Das Bundesverwaltungsgericht hat durch den Vizepräsidenten Dr. Michael SACHS als Einzelrichter über den auf der Honorarnote vom 09.07.2021 basierenden gebührenrechtlichen Antrag der Dolmetscherin XXXX beschlossen:

A)

I.       Die gebührenrechtlichen Ansprüche werden gemäß § 17 VwGVG iVm § 53b AVG iVm § 39 Abs. 1 GebAG iVm § 53 Abs. 1 GebAG mit € 92,20 bestimmt.

II.      Das Mehrbegehren wird abgewiesen.

B)

Die Revision ist gemäß Art. 133 Abs. 4 B-VG nicht zulässig.



Text


Begründung:

I. Verfahrensgang:

1.       Mit Schriftsatz vom 14.06.2021, GZen. XXXX beraumte das Bundesverwaltungsgericht (im Folgenden: BVwG) eine öffentliche mündliche Verhandlung für den 29.06.2021 an, zu welcher die Antragstellerin als Dolmetscherin (ordnungsgemäß) geladen wurde.

2.       In der Folge fand am 29.06.2021 eine öffentliche mündliche Verhandlung vor dem BVwG statt, im Rahmen derer die Antragstellerin als Dolmetscherin fungierte.

3.       Mit Schriftsatz vom 29.06.2021, welcher im Wege des ERV am 09.07.2021 beim BVwG einlangte, legte die Antragstellerin folgende Gebührennote betreffend ihre Teilnahme an der mündlichen Verhandlung vom 29.06.2021 im Rahmen der Rechtssachen mit den GZen. XXXX :

Honorarnote-Nr./Rechnungs-Nr. 2021-388

Entschädigung für Zeitversäumnis § 32 bzw. § 33 GebAG

1 begonnene Stunde(n) á 22,70

22,70

Reisekosten §§ 27, 28 GebAG

 

Fahrt mit öffentlichen Verkehrsmitteln (Preis Fahrkarte)

5,20

Mühewaltung § 54 Abs. 1 Z 3 GebAG

 

für die erste halbe Stunde € 24,50

24,50

für weitere 4 halbe Stunde(n) á € 12,40

49,60

Zwischensumme

102,00

Übermittlung im Wege des ERV § 31 Abs. 1 a GebAG

 

Übermittlung mittels ERV a € 12,00

12,00

Zwischensumme

114,00

20 % Umsatzsteuer

22,80

Gesamtsumme

136,80

Gesamtsumme aufgerundet auf volle 10 Cent

136,80

4.       Das Bundesverwaltungsgericht hielt der Antragstellerin sodann mit Schreiben vom 23.11.2021 mit der Möglichkeit zur Stellungnahme binnen 14 Tagen nach Zustellung – kurz zusammengefasst – vor, dass vor dem Hintergrund dessen, dass die öffentliche mündliche Verhandlung insgesamt lediglich zwei halbe Stunden andauerte, der Antragstellerin im vorliegenden Fall gemäß § 54 Abs. 1 Z 3 GebAG neben einer ersten halben Stunde zu € 24,50 lediglich eine weitere halbe Stunde zu € 12,40 an Mühewaltungsgebühr vergütet werden könne.

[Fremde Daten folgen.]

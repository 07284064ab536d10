//! Vacuum Scheduler
//!
//! Lazy expiry only removes entries that are read again. Entries that expire
//! and are never touched, and the pages holding them, are cleaned up in the
//! background by two passes:
//!
//! - the **expiry pass** runs [`Shard::expire`] on every shard once per
//!   configured TTL, dropping expired entries and the pages they emptied
//! - the **vacuum pass** runs [`Shard::vacuum`] on the vacuum interval, which
//!   also checks every remaining entry against its page
//!
//! ## Design
//!
//! The scheduler is a Tokio task that:
//! 1. Waits for the next expiry or vacuum tick, or until it is told to stop
//! 2. Visits each shard sequentially, holding only that shard's lock
//! 3. Skips degraded shards and logs failing ones without stopping
//! 4. Warns when a vacuum pass took longer than the interval
//!
//! A zero vacuum interval disables only the vacuum pass.
//!
//! When the engine is created inside a Tokio runtime the task is spawned on
//! that runtime. Otherwise a dedicated thread drives a current-thread runtime.

use std::sync::Arc;
use std::thread::JoinHandle;
use std::time::{Duration, Instant};

use tokio::runtime::{Builder, Handle};
use tokio::sync::watch;
use tokio::time::{self, Interval, MissedTickBehavior};
use tracing::{debug, error, info, warn};

use crate::config::Verbosity;
use crate::error::{CacheError, Result};
use crate::storage::engine::Core;
use crate::storage::router::ShardRouter;
use crate::storage::shard::{Shard, VacuumReport};

/// Shortest period between expiry passes, however small the TTL.
pub const MIN_EXPIRY_PERIOD: Duration = Duration::from_millis(1);

/// Outcome of one expiry or vacuum pass over every shard.
#[derive(Debug, Clone, Copy, Default, PartialEq, Eq)]
pub struct SweepReport {
    /// Totals over the shards that were swept cleanly
    pub totals: VacuumReport,
    /// Shards whose pass succeeded
    pub shards_vacuumed: usize,
    /// Degraded shards that were not visited
    pub shards_skipped: usize,
    /// Shards whose pass reported an error
    pub shards_failed: usize,
    pub elapsed: Duration,
}

/// Runs one vacuum pass over every shard of `router`.
///
/// A failing shard never stops the pass.
pub fn sweep(router: &ShardRouter, verbosity: Verbosity) -> SweepReport {
    visit(router, verbosity, "vacuum", Shard::vacuum)
}

/// Runs one expiry pass over every shard of `router`.
pub fn expire(router: &ShardRouter, verbosity: Verbosity) -> SweepReport {
    visit(router, verbosity, "expiry", Shard::expire)
}

fn visit<F>(router: &ShardRouter, verbosity: Verbosity, pass: &str, run: F) -> SweepReport
where
    F: Fn(&Shard) -> Result<VacuumReport>,
{
    let started = Instant::now();
    let mut report = SweepReport::default();

    for shard in router.shards() {
        if shard.is_degraded() {
            report.shards_skipped += 1;
            continue;
        }
        match run(shard) {
            Ok(shard_report) => {
                report.totals.merge(&shard_report);
                report.shards_vacuumed += 1;
            }
            Err(CacheError::CacheClosed) => break,
            Err(err) => {
                report.shards_failed += 1;
                log_failure(shard, pass, &err, verbosity);
            }
        }
    }

    report.elapsed = started.elapsed();
    report
}

fn log_failure(shard: &Shard, pass: &str, err: &CacheError, verbosity: Verbosity) {
    if verbosity.includes(Verbosity::Error) {
        error!(
            shard = shard.id(),
            pass,
            degraded = shard.is_degraded(),
            error = %err,
            "background pass failed"
        );
    }
}

/// When the background passes run.
#[derive(Debug, Clone, Copy, PartialEq, Eq)]
pub(crate) struct Schedule {
    /// Period of the expiry pass
    pub expiry: Duration,
    /// Period of the vacuum pass, `None` when disabled
    pub vacuum: Option<Duration>,
}

impl Schedule {
    pub(crate) fn new(ttl: Duration, vacuum_interval: Duration) -> Self {
        Self {
            expiry: ttl.max(MIN_EXPIRY_PERIOD),
            vacuum: (!vacuum_interval.is_zero()).then_some(vacuum_interval),
        }
    }
}

/// A handle to the running background passes.
///
/// Dropping the handle stops them.
#[derive(Debug)]
pub struct VacuumScheduler {
    shutdown_tx: watch::Sender<bool>,
    /// Set when the loop runs on its own thread
    thread: Option<JoinHandle<()>>,
    verbosity: Verbosity,
}

impl VacuumScheduler {
    /// Starts the expiry and vacuum passes over `core`.
    pub(crate) fn start(core: Arc<Core>, schedule: Schedule) -> Result<Self> {
        let verbosity = core.config().verbosity;
        let (shutdown_tx, shutdown_rx) = watch::channel(false);

        let thread = match Handle::try_current() {
            Ok(handle) => {
                handle.spawn(vacuum_loop(core, schedule, shutdown_rx));
                None
            }
            Err(_) => {
                let runtime = Builder::new_current_thread()
                    .enable_time()
                    .build()
                    .map_err(|e| {
                        CacheError::Internal(format!("failed to build vacuum runtime: {}", e))
                    })?;
                let thread = std::thread::Builder::new()
                    .name("shardcache-vacuum".into())
                    .spawn(move || runtime.block_on(vacuum_loop(core, schedule, shutdown_rx)))
                    .map_err(|e| {
                        CacheError::Internal(format!("failed to spawn vacuum thread: {}", e))
                    })?;
                Some(thread)
            }
        };

        if verbosity.includes(Verbosity::Debug1) {
            info!(
                expiry_ms = schedule.expiry.as_millis() as u64,
                vacuum_ms = schedule.vacuum.map(|v| v.as_millis() as u64),
                dedicated_thread = thread.is_some(),
                "vacuum scheduler started"
            );
        }

        Ok(Self {
            shutdown_tx,
            thread,
            verbosity,
        })
    }

    /// Stops both passes, waiting for the thread if there is one.
    ///
    /// A pass already in progress runs to completion.
    pub fn stop(&mut self) {
        let _ = self.shutdown_tx.send(true);
        if let Some(thread) = self.thread.take() {
            let _ = thread.join();
        }
        if self.verbosity.includes(Verbosity::Debug1) {
            info!("vacuum scheduler stopped");
        }
    }
}

impl Drop for VacuumScheduler {
    fn drop(&mut self) {
        if !*self.shutdown_tx.borrow() {
            self.stop();
        }
    }
}

/// Fires every `period`, starting one period from now.
fn ticker(period: Duration) -> Interval {
    let mut timer = time::interval_at(time::Instant::now() + period, period);
    timer.set_missed_tick_behavior(MissedTickBehavior::Delay);
    timer
}

/// Waits for the next tick, or forever when there is no timer.
async fn next_tick(timer: &mut Option<Interval>) {
    match timer {
        Some(timer) => {
            timer.tick().await;
        }
        None => std::future::pending().await,
    }
}

enum Pass {
    Expiry,
    Vacuum,
}

async fn vacuum_loop(core: Arc<Core>, schedule: Schedule, mut shutdown_rx: watch::Receiver<bool>) {
    let verbosity = core.config().verbosity;
    let mut expiry_timer = ticker(schedule.expiry);
    let mut vacuum_timer = schedule.vacuum.map(ticker);

    loop {
        let pass = tokio::select! {
            _ = expiry_timer.tick() => Pass::Expiry,
            _ = next_tick(&mut vacuum_timer) => Pass::Vacuum,
            result = shutdown_rx.changed() => {
                if result.is_err() || *shutdown_rx.borrow() {
                    if verbosity.includes(Verbosity::Debug2) {
                        debug!("vacuum received shutdown signal");
                    }
                    return;
                }
                continue;
            }
        };

        if core.is_closed() {
            return;
        }

        match pass {
            Pass::Expiry => {
                let report = core.expire();
                if verbosity.includes(Verbosity::Debug2) && report.totals.expired > 0 {
                    debug!(
                        expired = report.totals.expired,
                        pages = report.totals.pages_reclaimed,
                        failed = report.shards_failed,
                        elapsed_us = report.elapsed.as_micros() as u64,
                        "expiry pass complete"
                    );
                }
            }
            Pass::Vacuum => {
                let report = core.sweep();
                let interval = schedule.vacuum.unwrap_or_default();

                if report.elapsed > interval && verbosity.includes(Verbosity::Warning) {
                    warn!(
                        elapsed_ms = report.elapsed.as_millis() as u64,
                        interval_ms = interval.as_millis() as u64,
                        "vacuum pass took longer than its interval"
                    );
                }
                if verbosity.includes(Verbosity::Debug2) {
                    debug!(
                        expired = report.totals.expired,
                        pages = report.totals.pages_reclaimed,
                        bytes = report.totals.bytes_released,
                        skipped = report.shards_skipped,
                        failed = report.shards_failed,
                        elapsed_us = report.elapsed.as_micros() as u64,
                        "vacuum pass complete"
                    );
                }
            }
        }
    }
}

5.       Das Schreiben des BVwG vom 23.11.2021 wurde mangels Anwesenheit der Antragstellerin an der Abgabestelle gemäß § 17 ZustG bei der zuständigen Post-Geschäftsstelle mit Beginn der Abholfrist am 26.11.2021 hinterlegt.

In weiterer Folge wurde das Schriftstück nicht behoben und langte auch keine Stellungnahme der Antragstellerin ein.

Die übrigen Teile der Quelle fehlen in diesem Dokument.